Utilization of flow cytometry for quantifying CD8+ and CD8+PD-1+ T cell populations
Begin by transferring the cellular suspension and medium into EP tubes and centrifuge at 300 g for 5 minutes to sediment the cells. Then, discard the supernatant, gather the cellular sediment, and resuspend it in precooled PBS with gentle agitation or pipetting. Centrifuge once more at 300 g for 5 minutes, repeating the wash cycle twice. Subsequently, reconstitute the cellular sediment in 100 µL of 1× Binding Buffer to prepare the cell suspension. Introduce 5 µL each of CD8 (Biogene, Portland, USA) and PD-1 (Elabscience, Houston, USA) antibodies to the respective si-NC and si-GNAI1 tubes in both 3:1 and 5:1 ratios, ensuring gentle homogenization. Allow incubation at ambient temperature, shielded from light, for 15 minutes. Following incubation, add 400 µL of 1× Binding Buffer to each tube and ensure a homogeneous mixture. Strain the cell suspension through nylon mesh into flow cytometry tubes to prepare for analysis, aiming for a uniform single-cell suspension. Analyze 10,000 cells per sample using a flow cytometer (BD, FACSCalibur) to acquire the stained sample data, and interpret the results with the aid of FlowJo software (FlowJo V10).
Statistical analysis
Bioinformatic evaluations were performed utilizing the R 4.3.1 programming environment. Variations among distinct groups were deemed statistically significant at a threshold where P<0.05. For multiple comparisons, adjusted P values were calculated. Statistical significance levels are indicated in figures as follows: * denotes P<0.05, ** denotes P<0.01, and *** denotes P<0.001. All specific P values are reported with appropriate precision—with three decimal places for values between 0.001 and 0.01, and two decimal places for values ≥0.01 (with three decimal places for values near 0.05).
Results
A total of 3,611 modular genes were screened through WGCNA
To identify modular genes associated with AML, WGCNA was conducted. Initially, cluster analysis indicated that no samples needed to be eliminated (Figure 1A). Subsequently, the optimal soft-thresholding power (β) was selected to be 13 when the scale-free topology fit index (R2) reached 0.85, at which point the network approximated a scale-free distribution (Figure 1B). Sixteen co-expression gene modules were then identified (Figure 1C). Among these, the MEbrown module [correlation (cor) =−0.77] and the MEblue module (cor =0.65) were considered key gene modules (Figure 1D).
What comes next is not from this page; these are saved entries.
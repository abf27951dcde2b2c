#![cfg(test)]

use super::*;
use crate::collections::contiguous::Vector;
use crate::iter::{BackInserter, BidirectionalView, ForwardView, RandomAccessView, Writer};

#[test]
fn test_for_each_and_transform() {
    let values = [1, 2, 3, 4];
    let mut seen = Vec::new();
    let _ = for_each(&ForwardView(&values[..]), 1, 4, |v| seen.push(*v));
    assert_eq!(seen, [2, 3, 4]);

    let mut labels: Vector<String> = Vector::new();
    transform(&values[..], 0, 2, BackInserter::new(&mut labels), |v| format!("#{v}"));
    assert_eq!(&*labels, &["#1", "#2"]);

    let other = [10, 20, 30, 40];
    let mut sums = [0; 4];
    let end = transform2(&values[..], 0, 4, &other[..], 0, Writer::new(&mut sums[..], 0), |a, b| a + b)
        .into_position();
    assert_eq!(end, 4);
    assert_eq!(sums, [11, 22, 33, 44]);
}

#[test]
fn test_generate() {
    let mut values = [0; 4];
    let mut next = 1;
    generate(&mut values[..], 1, 4, || {
        next *= 2;
        next
    });
    assert_eq!(values, [0, 2, 4, 8]);

    let mut out = Vector::new();
    let mut counter = 0;
    generate_n(BackInserter::new(&mut out), 3, || {
        counter += 1;
        counter
    });
    assert_eq!(&*out, &[1, 2, 3]);
}

#[test]
fn test_replace_family() {
    let mut words = ["a", "b", "a", "c"].map(String::from);
    replace(&mut words[..], 0, 4, "a", &"z".to_string());
    assert_eq!(words, ["z", "b", "z", "c"]);

    let mut values = [1, 5, 2, 8, 3];
    replace_if(&mut values[..], 0, 5, |v| *v > 4, &0);
    assert_eq!(values, [1, 0, 2, 0, 3]);

    let mut out = Vector::new();
    replace_copy(&values[..], 0, 5, BackInserter::new(&mut out), &0, &7);
    assert_eq!(&*out, &[1, 7, 2, 7, 3]);
    assert_eq!(values, [1, 0, 2, 0, 3], "The source is untouched.");

    let mut out = Vector::new();
    replace_copy_if(&values[..], 0, 5, BackInserter::new(&mut out), |v| v % 2 == 1, &-1);
    assert_eq!(&*out, &[-1, 0, 2, 0, -1]);
}

#[test]
fn test_remove_family() {
    let mut values = [3, 1, 3, 3, 2, 3, 4];
    let end = remove(&mut values[..], 0, 7, &3);
    assert_eq!(end, 3);
    assert_eq!(values[..3], [1, 2, 4]);
    assert!(values[3..].iter().all(|v| *v == 3), "Removed values are kept past the end.");

    let mut values = [1, 2, 3, 4, 5, 6];
    let end = remove_if(&mut ForwardView(&mut values[..]), 0, 6, |v| v % 3 == 0);
    assert_eq!(end, 4);
    assert_eq!(values[..4], [1, 2, 4, 5]);

    let mut nothing = [1, 2];
    assert_eq!(remove(&mut nothing[..], 0, 2, &9), 2);

    let source = [0, 1, 0, 2];
    let mut out = Vector::new();
    remove_copy(&source[..], 0, 4, BackInserter::new(&mut out), &0);
    assert_eq!(&*out, &[1, 2]);

    let mut out = Vector::new();
    remove_copy_if(&source[..], 0, 4, BackInserter::new(&mut out), |v| *v > 0);
    assert_eq!(&*out, &[0, 0]);
}

#[test]
fn test_unique_family() {
    let mut values = [1, 1, 1, 2, 3, 3, 1];
    let end = unique(&mut values[..], 0, 7);
    assert_eq!(values[..end], [1, 2, 3, 1]);

    let mut distinct = [1, 2, 3];
    assert_eq!(unique(&mut distinct[..], 0, 3), 3);

    let mut empty: [i32; 0] = [];
    assert_eq!(unique(&mut empty[..], 0, 0), 0);

    let mut words = ["ab", "Ab", "c", "C", "ab"].map(String::from);
    let end = unique_by(&mut ForwardView(&mut words[..]), 0, 5, |a, b| a.eq_ignore_ascii_case(b));
    assert_eq!(words[..end], ["ab", "c", "ab"]);

    let source = [4, 4, 5, 4, 4];
    let mut out = Vector::new();
    unique_copy(&ForwardView(&source[..]), 0, 5, BackInserter::new(&mut out));
    assert_eq!(&*out, &[4, 5, 4]);

    // Runs are compared against their first value, not the previous one.
    let mut out = Vector::new();
    unique_copy_by(&source[..], 0, 5, BackInserter::new(&mut out), |kept, v| v - kept <= 1);
    assert_eq!(&*out, &[4]);
}

#[test]
fn test_reverse_strategies() {
    for len in 0..6 {
        let expected: Vec<i32> = (0..len).rev().collect();

        let mut values: Vec<i32> = (0..len).collect();
        reverse(&mut values[..], 0, len as usize);
        assert_eq!(values, expected);

        let mut values: Vec<i32> = (0..len).collect();
        reverse(&mut BidirectionalView(&mut values[..]), 0, len as usize);
        assert_eq!(values, expected);
    }

    let values = [1, 2, 3];
    let mut out = Vector::new();
    reverse_copy(&values[..], 0, 3, BackInserter::new(&mut out));
    assert_eq!(&*out, &[3, 2, 1]);
}

#[test]
fn test_rotate_every_strategy() {
    for middle in 0..=7 {
        let mut expected: Vec<i32> = (0..7).collect();
        expected.rotate_left(middle);
        let new_first = 7 - middle;
        let new_first = if middle == 0 { 7 } else { new_first };

        let mut values: Vec<i32> = (0..7).collect();
        assert_eq!(rotate(&mut values[..], 0, middle, 7), new_first);
        assert_eq!(values, expected);

        let mut values: Vec<i32> = (0..7).collect();
        assert_eq!(rotate(&mut ForwardView(&mut values[..]), 0, middle, 7), new_first);
        assert_eq!(values, expected);

        let mut values: Vec<i32> = (0..7).collect();
        assert_eq!(rotate(&mut BidirectionalView(&mut values[..]), 0, middle, 7), new_first);
        assert_eq!(values, expected);

        let mut values: Vec<i32> = (0..7).collect();
        assert_eq!(rotate(&mut RandomAccessView(&mut values[..]), 0, middle, 7), new_first);
        assert_eq!(values, expected);
    }
}

#[test]
fn test_rotate_copy() {
    let values = [1, 2, 3, 4, 5];
    let mut out = Vector::new();
    rotate_copy(&values[..], 0, 3, 5, BackInserter::new(&mut out));
    assert_eq!(&*out, &[4, 5, 1, 2, 3]);
}

#[test]
fn test_swap_ranges() {
    let mut a = ["a", "b"].map(String::from);
    let mut b = ["x", "y", "z"].map(String::from);
    let end = swap_ranges(&mut a[..], 0, 2, &mut ForwardView(&mut b[..]), 1);
    assert_eq!(end, 3);
    assert_eq!(a, ["y", "z"]);
    assert_eq!(b, ["x", "a", "b"]);
}

#[test]
fn test_partition() {
    let mut values: Vec<i32> = (0..20).collect();
    let split = partition(&mut BidirectionalView(&mut values[..]), 0, 20, |v| v % 3 == 0);
    assert_eq!(split, 7);
    assert!(values[..7].iter().all(|v| v % 3 == 0));
    assert!(values[7..].iter().all(|v| v % 3 != 0));

    let mut none = [1, 2];
    assert_eq!(partition(&mut none[..], 0, 2, |v| *v > 5), 0);
    let mut all = [1, 2];
    assert_eq!(partition(&mut all[..], 0, 2, |v| *v < 5), 2);
}

#[test]
fn test_permutations() {
    let mut values = [1, 2, 2, 3];
    let mut count = 1;
    while next_permutation(&mut values[..], 0, 4) {
        count += 1;
    }
    assert_eq!(count, 12, "Equal values don't produce repeated permutations.");
    assert_eq!(values, [1, 2, 2, 3]);

    let mut values = [3, 2, 1];
    assert!(!next_permutation(&mut BidirectionalView(&mut values[..]), 0, 3));
    assert_eq!(values, [1, 2, 3]);
    assert!(!prev_permutation(&mut values[..], 0, 3));
    assert_eq!(values, [3, 2, 1]);

    let mut values = [1, 3, 2];
    assert!(prev_permutation(&mut values[..], 0, 3));
    assert_eq!(values, [1, 2, 3]);

    let mut values = [1, 2, 3];
    assert!(!next_permutation_by(&mut values[..], 0, 3, |a, b| a > b));
    assert_eq!(values, [3, 2, 1]);

    let mut single = [1];
    assert!(!next_permutation(&mut single[..], 0, 1));
}

#[cfg(feature = "shuffle")]
#[test]
fn test_random_shuffle() {
    use rand::SeedableRng;
    use rand::rngs::StdRng;

    let original: Vec<i32> = (0..50).collect();

    let mut values = original.clone();
    random_shuffle(&mut values[..], 0, 50, &mut StdRng::seed_from_u64(7));
    assert_ne!(values, original);
    let mut sorted = values.clone();
    sorted.sort();
    assert_eq!(sorted, original, "Shuffling is a permutation.");

    let mut again = original.clone();
    random_shuffle(&mut RandomAccessView(&mut again[..]), 0, 50, &mut StdRng::seed_from_u64(7));
    assert_eq!(again, values, "The same seed gives the same order.");

    let mut empty: [i32; 0] = [];
    random_shuffle(&mut empty[..], 0, 0, &mut StdRng::seed_from_u64(7));

    let mut single = [9];
    random_shuffle(&mut single[..], 0, 1, &mut StdRng::seed_from_u64(7));
    assert_eq!(single, [9]);

    let mut seen = [false; 2];
    for seed in 0..64 {
        let mut pair = [0, 1];
        random_shuffle(&mut pair[..], 0, 2, &mut StdRng::seed_from_u64(seed));
        seen[pair[0]] = true;
    }
    assert_eq!(seen, [true, true], "Every position should be reachable by the last swap.");
}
A total of 3,611 genes from these key modules were identified for further analysis.

FLT3, IL3RA, PTX3, KLRC3 and TGFBR3 were reserved as key genes
Firstly, a total of 7,133 DEGs1 were identified through differential analysis of combined AML data from the UCSC Xena and GTEx databases. Among these, 3,991 genes were upregulated, and 3,142 genes were downregulated in AML. Next, 1,189 DEGs2 (427 upregulated genes and 762 downregulated genes) were identified in the GSE9476 dataset (Figure 2A,2B). These DEGs2 were intersected with 1,793 IRGs, 3,611 modular genes, and 7,133 DEGs1 to identify 8 candidate genes (Figure 2C). Among these candidate genes, FLT3, GNAI1, IL3RA, NPR3, PTX3, and TIE1 were significantly upregulated in AML, whereas TGFBR3 and KLRC3 were downregulated in the AML group (Figure 2D). Among the 8 candidate genes, the expression levels of 6 genes showed significant differences in survival according to K-M survival curves (Figure 3). Notably, low expression of KLRC3 was associated with lower survival, while high expression of FLT3, IL3RA, PTX3, and TGFBR3 was associated with worse prognosis. Therefore, these 6 genes were considered key genes.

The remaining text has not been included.